Part 1 of 3
A Chef Takes a Fresh Approach to Diabetes
Medtronic and IBM Watson will change the recipe for diabetes management
In 2014, after being discovered unconscious on the floor, Philip Fisher was diagnosed with diabetes. Today, IBM and Medtronic have a partnership to create solutions using IBM cognitive capabilities to help improve the lives of people like Philip.
A National Burden
In the United States, four people are diagnosed with diabetes every minute. That’s 1.9 million new cases each year, and a projected $512 billion total burden on the US healthcare system.* Why are we spending so much? For one, diabetes is one of the most difficult diseases to manage, with a variety of complications that result from insufficient care. Plus, diabetes patients typically only visit their doctor every 90 days, leaving 95% of care and management in the hands of patients themselves. Often, patients don’t get the care they need until it’s too late, leading to costly emergency room visits and lengthy hospital stays.
Take Philip Fisher, a San Antonio chef who, in the Fall of 2014, was found unresponsive on the floor of the ministry where he works. Philip has no memory of what happened up to the point when he regained consciousness at the hospital. After a battery of tests, Philip was diagnosed with diabetes and an A1C level of 10.9%. (A1C is a measure of a person’s average level of blood glucose, also called blood sugar, over 3 months.

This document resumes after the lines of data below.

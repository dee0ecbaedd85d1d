//! Instance cache lifecycle: lazy construction, single-instance guarantees,
//! eviction, and cleanup-wait reporting.

use std::collections::BTreeMap;
use std::sync::Arc;
use std::sync::atomic::{AtomicUsize, Ordering};
use std::time::Duration;

use async_trait::async_trait;
use libdoc_fs::{
    BackendFactory, BackendError, ConfigError, ConfigStore, RemoteBackend, StandardBackends,
    VfsCache, VfsError,
};

struct CountingFactory {
    inner: StandardBackends,
    constructed: AtomicUsize,
}

impl CountingFactory {
    fn new() -> Arc<Self> {
        Arc::new(Self {
            inner: StandardBackends,
            constructed: AtomicUsize::new(0),
        })
    }
}

#[async_trait]
impl BackendFactory for CountingFactory {
    async fn new_backend(
        &self,
        remote: &str,
        section: &BTreeMap<String, String>,
    ) -> Result<Arc<dyn RemoteBackend>, BackendError> {
        self.constructed.fetch_add(1, Ordering::SeqCst);
        self.inner.new_backend(remote, section).await
    }
}

fn store_with_memory_remote(name: &str, extra: &[(&str, &str)]) -> Arc<ConfigStore> {
    let store = Arc::new(ConfigStore::in_memory());
    store.set_value(name, "type", "memory");
    for (key, value) in extra {
        store.set_value(name, key, value);
    }
    store
}

fn cache_for(store: Arc<ConfigStore>, factory: Arc<dyn BackendFactory>) -> (tempfile::TempDir, VfsCache) {
    let _ = env_logger::builder().is_test(true).try_init();

    let tmp = tempfile::tempdir().unwrap();
    let cache = VfsCache::new(store, factory)
        .with_cache_base(tmp.path().join("cache"))
        .with_drain_timeout(Duration::from_secs(5));
    (tmp, cache)
}

#[tokio::test]
async fn concurrent_gets_share_one_instance() {
    let factory = CountingFactory::new();
    let store = store_with_memory_remote("remote1", &[]);
    let (_tmp, cache) = cache_for(store, factory.clone());
    let cache = Arc::new(cache);

    let a = {
        let cache = cache.clone();
        tokio::spawn(async move { cache.get("remote1:").await.unwrap() })
    };
    let b = {
        let cache = cache.clone();
        tokio::spawn(async move { cache.get("remote1:").await.unwrap() })
    };

    let (a, b) = (a.await.unwrap(), b.await.unwrap());
    assert!(Arc::ptr_eq(&a, &b));
    assert_eq!(factory.constructed.load(Ordering::SeqCst), 1);
}

#[tokio::test]
async fn distinct_remotes_get_distinct_instances() {
    let factory = CountingFactory::new();
    let store = Arc::new(ConfigStore::in_memory());
    store.set_value("a", "type", "memory");
    store.set_value("b", "type", "memory");
    let (_tmp, cache) = cache_for(store, factory.clone());

    let a = cache.get("a:").await.unwrap();
    let b = cache.get("b:").await.unwrap();

    assert!(!Arc::ptr_eq(&a, &b));
    assert_eq!(factory.constructed.load(Ordering::SeqCst), 2);
}

#[tokio::test]
async fn unknown_remote_fails_with_config_not_found() {
    let (_tmp, cache) = cache_for(Arc::new(ConfigStore::in_memory()), CountingFactory::new());

    let err = cache.get("ghost:").await.unwrap_err();
    assert!(matches!(
        err,
        VfsError::Backend(BackendError::ConfigNotFound)
    ));
    assert!(cache.cached_remotes().await.is_empty());
}

#[tokio::test]
async fn bad_override_fails_construction_and_leaves_no_entry() {
    let store = store_with_memory_remote("rem", &[("docfs:vfs:no_such_option", "1")]);
    let factory = CountingFactory::new();
    let (_tmp, cache) = cache_for(store.clone(), factory.clone());

    let err = cache.get("rem:").await.unwrap_err();
    assert!(matches!(
        err,
        VfsError::Config(ConfigError::UnknownOption(ref key)) if key == "no_such_option"
    ));
    assert!(cache.cached_remotes().await.is_empty());

    // Fixing the config makes the same remote constructible.
    store.delete_key("rem", "docfs:vfs:no_such_option");
    cache.get("rem:").await.unwrap();
    assert_eq!(cache.cached_remotes().await, vec!["rem:".to_string()]);
}

#[tokio::test]
async fn malformed_remote_identifier_is_rejected() {
    let (_tmp, cache) = cache_for(store_with_memory_remote("ok", &[]), CountingFactory::new());

    assert!(matches!(
        cache.get("no-delimiter").await.unwrap_err(),
        VfsError::Parse(_)
    ));
    assert!(matches!(
        cache.get("ok:subdir").await.unwrap_err(),
        VfsError::Parse(_)
    ));
}

#[tokio::test]
async fn evict_removes_entry_and_next_get_reconstructs() {
    let factory = CountingFactory::new();
    let store = store_with_memory_remote("rem", &[]);
    let (_tmp, cache) = cache_for(store, factory.clone());

    let first = cache.get("rem:").await.unwrap();
    cache.evict("rem:", true).await;
    assert!(cache.cached_remotes().await.is_empty());

    let second = cache.get("rem:").await.unwrap();
    assert!(!Arc::ptr_eq(&first, &second));
    assert_eq!(factory.constructed.load(Ordering::SeqCst), 2);

    // The evicted instance rejects new operations.
    assert!(first.stat("").await.is_err());
    assert!(second.stat("").await.is_ok());
}

#[tokio::test]
async fn evict_all_clears_every_instance() {
    let store = Arc::new(ConfigStore::in_memory());
    store.set_value("a", "type", "memory");
    store.set_value("b", "type", "memory");
    let (_tmp, cache) = cache_for(store, CountingFactory::new());

    cache.get("a:").await.unwrap();
    cache.get("b:").await.unwrap();
    assert_eq!(cache.cached_remotes().await.len(), 2);

    cache.evict_all(false).await;
    assert!(cache.cached_remotes().await.is_empty());
}

#[tokio::test]
async fn cleanup_wait_is_max_over_cache_enabled_instances() {
    let store = Arc::new(ConfigStore::in_memory());
    // Defaults: max age 15s + poll 20s = 35s.
    store.set_value("defaults", "type", "memory");
    // Overridden: 30s + 30s = 60s.
    store.set_value("slow", "type", "memory");
    store.set_value("slow", "docfs:vfs:cache_max_age", "30s");
    store.set_value("slow", "docfs:vfs:cache_poll_interval", "30s");
    // Streaming-capable with caching off: excluded from the wait.
    store.set_value("stream", "type", "memory");
    store.set_value("stream", "docfs:vfs:cache_mode", "off");
    let (_tmp, cache) = cache_for(store, CountingFactory::new());

    assert_eq!(cache.max_cleanup_wait_secs().await, 0);

    cache.get("stream:").await.unwrap();
    assert_eq!(cache.max_cleanup_wait_secs().await, 0);

    cache.get("defaults:").await.unwrap();
    assert_eq!(cache.max_cleanup_wait_secs().await, 35);

    cache.get("slow:").await.unwrap();
    assert_eq!(cache.max_cleanup_wait_secs().await, 60);
}

#[tokio::test]
async fn streaming_off_is_forced_to_caching_when_unsupported() {
    let store = Arc::new(ConfigStore::in_memory());
    store.set_value("solid", "type", "memory");
    store.set_value("solid", "streaming", "false");
    store.set_value("solid", "docfs:vfs:cache_mode", "off");
    let (_tmp, cache) = cache_for(store, CountingFactory::new());

    let vfs = cache.get("solid:").await.unwrap();
    assert_eq!(vfs.opts().cache_mode, libdoc_fs::CacheMode::Writes);
    // The forced instance counts toward the cleanup wait.
    assert_eq!(cache.max_cleanup_wait_secs().await, 35);
}

#[tokio::test]
async fn write_back_is_zero_after_construction() {
    let (_tmp, cache) = cache_for(store_with_memory_remote("rem", &[]), CountingFactory::new());
    let vfs = cache.get("rem:").await.unwrap();
    assert!(vfs.opts().write_back.is_zero());
}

The target A1C for people with diabetes is 7%.) Philip was given medication and a blood-glucose monitor. But after he was discharged, he chose to ignore his disease — a choice made easier thanks to a busy schedule working as a chef to plan and prepare meals for his ministry, Outcry in the Barrio.

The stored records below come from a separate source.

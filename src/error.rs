//! Error taxonomy and errno translation.
//!
//! Backend failures are modeled as a closed set of sentinel variants plus an
//! opaque catch-all. Translation to a POSIX errno follows a fixed order:
//! a native OS code embedded in the error wins, then the sentinel table,
//! then the caller-supplied fallback.

use std::io;

use crate::config::ConfigError;
use crate::doc::ParseError;

/// Failure reported by a remote backend or the VFS layer above it.
///
/// Most remote protocols produce string errors with no native code, so
/// beyond the sentinels below callers must not branch on the translated
/// errno except where a code is documented as reliable (`AlreadyExists`
/// from create-type operations).
#[derive(Debug, thiserror::Error)]
pub enum BackendError {
    #[error("directory not empty")]
    NotEmpty,
    #[error("illegal seek")]
    BadSeek,
    #[error("bad file descriptor")]
    BadHandle,
    #[error("read only file system")]
    ReadOnly,
    #[error("operation not supported")]
    Unsupported,
    #[error("too many levels of symbolic links")]
    TooManySymlinks,
    #[error("no such file or directory")]
    NotFound,
    #[error("file already exists")]
    AlreadyExists,
    #[error("operation not permitted")]
    NoPermission,
    #[error("invalid argument")]
    InvalidArgument,
    #[error("file handle closed")]
    ClosedHandle,
    #[error("directory not found")]
    DirNotFound,
    #[error("object not found")]
    ObjectNotFound,
    #[error("is a file not a directory")]
    IsFile,
    #[error("is a directory not a file")]
    IsDir,
    #[error("directory not empty to be deleted")]
    DirectoryNotEmpty,
    #[error("permission denied")]
    PermissionDenied,
    #[error("optional feature not implemented")]
    NotImplemented,
    #[error("command not found")]
    CommandNotFound,
    #[error("file name too long")]
    NameTooLong,
    #[error("config file not found")]
    ConfigNotFound,
    #[error(transparent)]
    Io(#[from] io::Error),
    #[error("{0}")]
    Other(String),
}

impl BackendError {
    /// Nearest errno for this error, if one is known.
    ///
    /// A native OS code carried by an embedded I/O error is used verbatim;
    /// sentinels map through a fixed table; opaque errors have no code.
    pub fn errno(&self) -> Option<i32> {
        if let BackendError::Io(err) = self {
            if let Some(code) = err.raw_os_error() {
                return Some(code);
            }
        }

        let code = match self {
            BackendError::NotEmpty => libc::ENOTEMPTY,
            BackendError::BadSeek => libc::ESPIPE,
            BackendError::BadHandle => libc::EBADF,
            BackendError::ReadOnly => libc::EROFS,
            BackendError::Unsupported => libc::ENOSYS,
            BackendError::TooManySymlinks => libc::ELOOP,
            BackendError::NotFound => libc::ENOENT,
            BackendError::AlreadyExists => libc::EEXIST,
            BackendError::NoPermission => libc::EPERM,
            BackendError::InvalidArgument => libc::EINVAL,
            BackendError::ClosedHandle => libc::EBADF,
            BackendError::DirNotFound => libc::ENOENT,
            BackendError::ObjectNotFound => libc::ENOENT,
            BackendError::IsFile => libc::ENOTDIR,
            BackendError::IsDir => libc::EISDIR,
            BackendError::DirectoryNotEmpty => libc::ENOTEMPTY,
            BackendError::PermissionDenied => libc::EACCES,
            BackendError::NotImplemented => libc::ENOSYS,
            BackendError::CommandNotFound => libc::ENOENT,
            BackendError::NameTooLong => libc::ENAMETOOLONG,
            BackendError::ConfigNotFound => libc::ENOENT,
            BackendError::Io(_) | BackendError::Other(_) => return None,
        };

        Some(code)
    }

    /// Whether the error means the addressed node does not exist.
    pub fn is_not_found(&self) -> bool {
        matches!(self.errno(), Some(code) if code == libc::ENOENT)
    }
}

/// Any failure that can surface from resolving a doc to a live instance.
#[derive(Debug, thiserror::Error)]
pub enum VfsError {
    #[error(transparent)]
    Parse(#[from] ParseError),
    #[error(transparent)]
    Config(#[from] ConfigError),
    #[error(transparent)]
    Backend(#[from] BackendError),
}

/// Public operation outcome: a human-readable message plus a best-effort
/// errno. The message is for diagnostics; the code is only for coarse
/// classification.
#[derive(Debug, Clone, PartialEq, Eq)]
pub struct OpError {
    pub message: String,
    pub code: i32,
}

impl std::fmt::Display for OpError {
    fn fmt(&self, f: &mut std::fmt::Formatter<'_>) -> std::fmt::Result {
        write!(f, "{} (errno {})", self.message, self.code)
    }
}

impl std::error::Error for OpError {}

impl OpError {
    pub fn new(message: impl Into<String>, code: i32) -> Self {
        Self {
            message: message.into(),
            code,
        }
    }
}

/// Translate a backend error, falling back to `fallback` when neither a
/// native OS code nor a sentinel mapping applies.
pub fn translate(err: &BackendError, fallback: i32) -> OpError {
    OpError {
        message: err.to_string(),
        code: err.errno().unwrap_or(fallback),
    }
}

/// Translate a doc parse failure. Malformed input is the caller's fault, so
/// everything maps to EINVAL except the directory-target case which keeps
/// its own code.
pub fn translate_parse(err: &ParseError) -> OpError {
    let code = match err {
        ParseError::IsDirectory(_) => libc::EISDIR,
        _ => libc::EINVAL,
    };
    OpError {
        message: err.to_string(),
        code,
    }
}

/// Translate a configuration failure. A missing config file keeps ENOENT so
/// the host can treat it as the normal empty-config case; everything else
/// is either an I/O failure or the caller's fault.
pub fn translate_config(err: &ConfigError, fallback: i32) -> OpError {
    let code = match err {
        ConfigError::NotFound => libc::ENOENT,
        ConfigError::Io(io_err) => io_err.raw_os_error().unwrap_or(fallback),
        ConfigError::UnknownOption(_)
        | ConfigError::EmptyValue(_)
        | ConfigError::InvalidValue { .. }
        | ConfigError::Obscured(_) => libc::EINVAL,
        ConfigError::Json(_) => fallback,
    };
    OpError {
        message: err.to_string(),
        code,
    }
}

/// Translate a composite resolution failure with the given backend fallback.
pub fn translate_vfs(err: &VfsError, fallback: i32) -> OpError {
    match err {
        VfsError::Parse(parse) => translate_parse(parse),
        VfsError::Config(config) => translate_config(config, libc::EINVAL),
        VfsError::Backend(backend) => translate(backend, fallback),
    }
}

#[cfg(test)]
mod tests {
    use super::*;

    #[test]
    fn sentinel_mapping_ignores_fallback() {
        let err = BackendError::ObjectNotFound;
        let translated = translate(&err, libc::EIO);
        assert_eq!(translated.code, libc::ENOENT);
        assert_eq!(translated.message, "object not found");
    }

    #[test]
    fn opaque_error_uses_fallback() {
        let err = BackendError::Other("quota exceeded on remote".into());
        assert_eq!(translate(&err, libc::EIO).code, libc::EIO);
        assert_eq!(translate(&err, libc::EINVAL).code, libc::EINVAL);
    }

    #[test]
    fn native_os_code_wins() {
        let err = BackendError::Io(io::Error::from_raw_os_error(libc::ENOTDIR));
        assert_eq!(translate(&err, libc::EIO).code, libc::ENOTDIR);
    }

    #[test]
    fn io_error_without_code_uses_fallback() {
        let err = BackendError::Io(io::Error::new(io::ErrorKind::Other, "wrapped"));
        assert_eq!(translate(&err, libc::EIO).code, libc::EIO);
    }

    #[test]
    fn closed_handle_is_bad_descriptor() {
        assert_eq!(BackendError::ClosedHandle.errno(), Some(libc::EBADF));
        assert_eq!(BackendError::BadHandle.errno(), Some(libc::EBADF));
    }
}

Every Diabetes Patient Is Different
Philip’s doctor encouraged him to join the Medtronic Turning Point program. This program uses a Medtronic app to help patients monitor their diabetes. For Philip, being in the Medtronic Turning Point program has already delivered life changing results.
The Medtronic Turning Point program helped teach Philip better habits surrounding his diet, about the impact of carbs that break down into sugar, and that when he eats can be as important as what he eats. Before the program, Philip’s mantra was, “fat is flavor.” Now Philip has a deeper awareness of ingredients for their health benefits, he’s using it to change in the meals he prepares. According to Philip, it’s all about balance. If the ministry receives a shipment of donuts for breakfast, lunch includes fresh veggies and a salad.
IBM Watson is working with Medtronic to enhance the solution used by Philip by developing a new generation of personalized diabetes care management tools. IBM can apply cognitive computing to patient data to help identify individuals at high-risk for hospital readmission due to diabetes. Using the resulting cognitive insights, Medtronic can provide an integrated and personalized care program to healthcare systems, to assist people with diabetes and help reduce cost of care.
Learning Habits That Can Be Passed On
Philip refers to the app as an extension of his conscience. It’s taught and enabled him to be more accountable for his health, and he’s been encouraged by the results. Today, Philip’s A1C is down to 5.9%. And even though the ingredients he uses have changed, he continues to share his passion for cooking with the ministry. “I do, a lotta salads now. Like baked chicken salad, grilled chicken salad, fajita salad — proteins on a bed of lettuce, with a ton of fresh veggies.”
Everyone is benefiting from Philip’s new approach to food. Especially Philip.